Action item
Examine every line of the listing below. Count those containing "offset" and state only the result.
•••••
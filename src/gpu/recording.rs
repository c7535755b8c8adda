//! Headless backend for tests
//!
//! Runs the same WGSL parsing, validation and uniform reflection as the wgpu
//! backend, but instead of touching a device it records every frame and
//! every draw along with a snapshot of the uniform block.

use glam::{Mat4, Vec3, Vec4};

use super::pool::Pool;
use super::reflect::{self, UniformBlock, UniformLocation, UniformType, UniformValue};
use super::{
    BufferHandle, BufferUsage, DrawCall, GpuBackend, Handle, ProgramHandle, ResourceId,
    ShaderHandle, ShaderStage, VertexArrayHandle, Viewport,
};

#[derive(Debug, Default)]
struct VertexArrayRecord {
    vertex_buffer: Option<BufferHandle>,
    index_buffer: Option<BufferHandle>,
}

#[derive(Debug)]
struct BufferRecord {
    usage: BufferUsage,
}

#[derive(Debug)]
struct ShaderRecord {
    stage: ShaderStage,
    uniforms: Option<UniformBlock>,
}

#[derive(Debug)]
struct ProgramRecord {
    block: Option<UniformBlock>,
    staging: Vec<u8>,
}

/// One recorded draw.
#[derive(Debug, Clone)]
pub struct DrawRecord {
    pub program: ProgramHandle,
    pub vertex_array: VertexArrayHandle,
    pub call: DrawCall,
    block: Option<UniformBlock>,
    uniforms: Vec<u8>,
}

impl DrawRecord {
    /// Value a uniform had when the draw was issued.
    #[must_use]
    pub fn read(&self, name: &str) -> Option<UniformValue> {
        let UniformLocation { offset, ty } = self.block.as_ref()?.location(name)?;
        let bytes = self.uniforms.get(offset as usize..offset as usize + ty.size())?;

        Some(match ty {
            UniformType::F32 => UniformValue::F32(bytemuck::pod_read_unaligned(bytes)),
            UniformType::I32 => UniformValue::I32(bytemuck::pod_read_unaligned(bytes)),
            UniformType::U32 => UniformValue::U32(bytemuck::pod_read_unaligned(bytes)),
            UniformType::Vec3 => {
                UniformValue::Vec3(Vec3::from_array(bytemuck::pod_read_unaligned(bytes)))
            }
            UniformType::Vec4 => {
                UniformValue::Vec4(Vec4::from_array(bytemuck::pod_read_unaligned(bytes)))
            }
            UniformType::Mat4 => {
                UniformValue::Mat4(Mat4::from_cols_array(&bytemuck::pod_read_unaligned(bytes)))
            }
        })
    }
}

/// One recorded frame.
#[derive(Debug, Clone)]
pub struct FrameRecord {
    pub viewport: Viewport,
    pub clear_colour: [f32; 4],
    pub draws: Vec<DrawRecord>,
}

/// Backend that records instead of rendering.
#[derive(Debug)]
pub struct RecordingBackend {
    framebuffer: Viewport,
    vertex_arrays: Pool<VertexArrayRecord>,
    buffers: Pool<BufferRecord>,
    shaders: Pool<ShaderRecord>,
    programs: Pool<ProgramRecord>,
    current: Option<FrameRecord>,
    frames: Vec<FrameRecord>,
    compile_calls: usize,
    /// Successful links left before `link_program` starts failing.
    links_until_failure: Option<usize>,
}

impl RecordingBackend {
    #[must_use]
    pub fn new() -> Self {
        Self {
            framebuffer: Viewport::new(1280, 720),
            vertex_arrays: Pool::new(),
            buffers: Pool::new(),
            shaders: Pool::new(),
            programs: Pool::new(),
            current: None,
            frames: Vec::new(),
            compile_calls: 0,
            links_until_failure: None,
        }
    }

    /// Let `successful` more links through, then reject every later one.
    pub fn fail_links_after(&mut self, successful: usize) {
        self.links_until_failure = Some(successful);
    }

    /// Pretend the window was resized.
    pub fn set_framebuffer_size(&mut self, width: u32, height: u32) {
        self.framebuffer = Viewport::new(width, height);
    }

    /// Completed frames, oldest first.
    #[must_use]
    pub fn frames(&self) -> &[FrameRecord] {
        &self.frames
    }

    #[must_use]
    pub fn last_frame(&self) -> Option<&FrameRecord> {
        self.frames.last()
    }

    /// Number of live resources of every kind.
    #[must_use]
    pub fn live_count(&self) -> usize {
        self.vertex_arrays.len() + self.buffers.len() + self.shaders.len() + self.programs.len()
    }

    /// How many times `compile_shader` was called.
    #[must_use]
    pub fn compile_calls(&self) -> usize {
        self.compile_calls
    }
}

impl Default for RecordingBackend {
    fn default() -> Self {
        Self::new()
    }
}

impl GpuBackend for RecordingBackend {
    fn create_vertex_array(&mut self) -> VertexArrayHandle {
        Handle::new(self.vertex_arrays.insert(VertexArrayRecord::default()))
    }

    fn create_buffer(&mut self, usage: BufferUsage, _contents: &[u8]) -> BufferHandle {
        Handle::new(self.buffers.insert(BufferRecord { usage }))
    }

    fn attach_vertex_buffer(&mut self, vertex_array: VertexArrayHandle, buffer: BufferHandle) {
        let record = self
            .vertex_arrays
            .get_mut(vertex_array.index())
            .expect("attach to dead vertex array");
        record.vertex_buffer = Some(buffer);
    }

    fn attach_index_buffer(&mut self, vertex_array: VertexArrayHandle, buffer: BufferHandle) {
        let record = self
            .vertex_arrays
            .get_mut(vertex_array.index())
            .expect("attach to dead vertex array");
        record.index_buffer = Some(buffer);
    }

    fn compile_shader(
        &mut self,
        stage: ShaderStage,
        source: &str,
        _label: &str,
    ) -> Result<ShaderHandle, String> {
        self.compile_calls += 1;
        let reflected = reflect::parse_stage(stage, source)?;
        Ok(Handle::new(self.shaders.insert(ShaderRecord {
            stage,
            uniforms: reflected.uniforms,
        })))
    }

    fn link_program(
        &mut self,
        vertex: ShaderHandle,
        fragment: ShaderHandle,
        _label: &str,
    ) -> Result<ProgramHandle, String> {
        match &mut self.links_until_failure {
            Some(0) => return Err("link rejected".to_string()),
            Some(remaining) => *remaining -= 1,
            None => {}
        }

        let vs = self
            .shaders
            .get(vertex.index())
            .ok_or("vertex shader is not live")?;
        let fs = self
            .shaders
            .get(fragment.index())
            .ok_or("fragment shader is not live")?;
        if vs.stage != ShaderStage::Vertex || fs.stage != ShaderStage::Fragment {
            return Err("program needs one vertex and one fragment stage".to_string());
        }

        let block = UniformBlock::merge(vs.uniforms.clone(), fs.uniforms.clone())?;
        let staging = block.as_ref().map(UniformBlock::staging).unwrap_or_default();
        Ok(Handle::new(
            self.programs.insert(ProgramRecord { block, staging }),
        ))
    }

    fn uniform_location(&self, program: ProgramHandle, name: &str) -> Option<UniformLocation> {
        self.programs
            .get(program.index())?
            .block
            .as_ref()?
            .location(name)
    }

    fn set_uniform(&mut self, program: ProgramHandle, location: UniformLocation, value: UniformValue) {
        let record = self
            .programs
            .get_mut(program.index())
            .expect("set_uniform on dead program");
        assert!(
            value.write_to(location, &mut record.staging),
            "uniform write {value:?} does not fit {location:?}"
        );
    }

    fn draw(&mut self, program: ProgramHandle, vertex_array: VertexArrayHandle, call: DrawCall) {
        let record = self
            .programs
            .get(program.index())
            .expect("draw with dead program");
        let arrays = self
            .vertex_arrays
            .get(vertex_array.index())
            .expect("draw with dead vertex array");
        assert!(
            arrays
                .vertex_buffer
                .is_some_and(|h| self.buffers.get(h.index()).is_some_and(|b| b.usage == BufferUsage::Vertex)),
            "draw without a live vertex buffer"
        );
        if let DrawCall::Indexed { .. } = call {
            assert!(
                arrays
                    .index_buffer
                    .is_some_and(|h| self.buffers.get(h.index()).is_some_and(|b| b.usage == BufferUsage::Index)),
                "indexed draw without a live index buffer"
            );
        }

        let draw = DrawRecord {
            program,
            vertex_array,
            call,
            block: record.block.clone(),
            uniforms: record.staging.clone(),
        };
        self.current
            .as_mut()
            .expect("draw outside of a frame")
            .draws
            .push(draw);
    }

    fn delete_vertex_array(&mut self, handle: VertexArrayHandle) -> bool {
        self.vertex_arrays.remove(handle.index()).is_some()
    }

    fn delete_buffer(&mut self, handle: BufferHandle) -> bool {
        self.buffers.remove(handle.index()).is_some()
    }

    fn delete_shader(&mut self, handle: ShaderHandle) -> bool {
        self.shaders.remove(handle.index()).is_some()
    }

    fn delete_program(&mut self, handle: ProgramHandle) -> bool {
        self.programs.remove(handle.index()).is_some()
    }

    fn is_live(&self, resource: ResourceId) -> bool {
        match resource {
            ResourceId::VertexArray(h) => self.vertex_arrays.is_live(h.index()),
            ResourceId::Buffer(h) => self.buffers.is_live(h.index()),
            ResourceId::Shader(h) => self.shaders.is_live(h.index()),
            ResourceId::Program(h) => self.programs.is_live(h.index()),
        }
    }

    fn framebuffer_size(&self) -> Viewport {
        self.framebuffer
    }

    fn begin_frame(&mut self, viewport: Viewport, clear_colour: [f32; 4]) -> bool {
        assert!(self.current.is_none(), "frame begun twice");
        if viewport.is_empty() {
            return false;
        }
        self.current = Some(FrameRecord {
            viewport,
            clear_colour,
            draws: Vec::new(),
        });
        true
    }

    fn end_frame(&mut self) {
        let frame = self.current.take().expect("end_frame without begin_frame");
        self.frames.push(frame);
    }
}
•••••
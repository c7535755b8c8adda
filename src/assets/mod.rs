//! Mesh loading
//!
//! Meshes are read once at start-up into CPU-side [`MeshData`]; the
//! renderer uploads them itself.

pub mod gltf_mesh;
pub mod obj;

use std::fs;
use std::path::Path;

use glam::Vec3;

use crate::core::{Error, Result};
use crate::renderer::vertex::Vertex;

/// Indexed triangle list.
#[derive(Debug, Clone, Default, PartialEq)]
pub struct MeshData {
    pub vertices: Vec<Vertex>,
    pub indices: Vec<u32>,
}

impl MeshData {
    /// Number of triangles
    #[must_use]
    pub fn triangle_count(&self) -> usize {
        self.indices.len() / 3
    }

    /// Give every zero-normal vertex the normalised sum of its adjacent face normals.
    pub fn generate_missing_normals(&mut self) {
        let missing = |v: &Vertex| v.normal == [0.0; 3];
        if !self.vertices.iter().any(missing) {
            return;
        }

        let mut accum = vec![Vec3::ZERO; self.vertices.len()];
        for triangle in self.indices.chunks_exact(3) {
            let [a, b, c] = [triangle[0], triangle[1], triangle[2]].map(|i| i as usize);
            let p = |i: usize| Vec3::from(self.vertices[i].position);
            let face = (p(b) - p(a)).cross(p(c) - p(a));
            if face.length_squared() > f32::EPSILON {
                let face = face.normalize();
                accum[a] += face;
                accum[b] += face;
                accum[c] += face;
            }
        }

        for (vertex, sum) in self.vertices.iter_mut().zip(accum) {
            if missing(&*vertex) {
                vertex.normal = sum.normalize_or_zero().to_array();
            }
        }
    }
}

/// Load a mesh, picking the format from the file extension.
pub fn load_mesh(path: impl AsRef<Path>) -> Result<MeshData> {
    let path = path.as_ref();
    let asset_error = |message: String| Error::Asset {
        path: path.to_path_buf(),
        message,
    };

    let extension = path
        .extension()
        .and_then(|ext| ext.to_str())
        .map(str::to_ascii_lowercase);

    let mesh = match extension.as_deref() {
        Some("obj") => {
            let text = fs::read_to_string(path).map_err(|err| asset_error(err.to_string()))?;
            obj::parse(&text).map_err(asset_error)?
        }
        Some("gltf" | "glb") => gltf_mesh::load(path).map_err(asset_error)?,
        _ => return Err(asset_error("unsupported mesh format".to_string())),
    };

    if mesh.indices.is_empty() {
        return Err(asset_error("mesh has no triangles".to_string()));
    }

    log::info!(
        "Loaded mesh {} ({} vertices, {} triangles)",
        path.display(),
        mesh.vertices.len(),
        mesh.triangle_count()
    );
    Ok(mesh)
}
•••••
Solution to this problem
2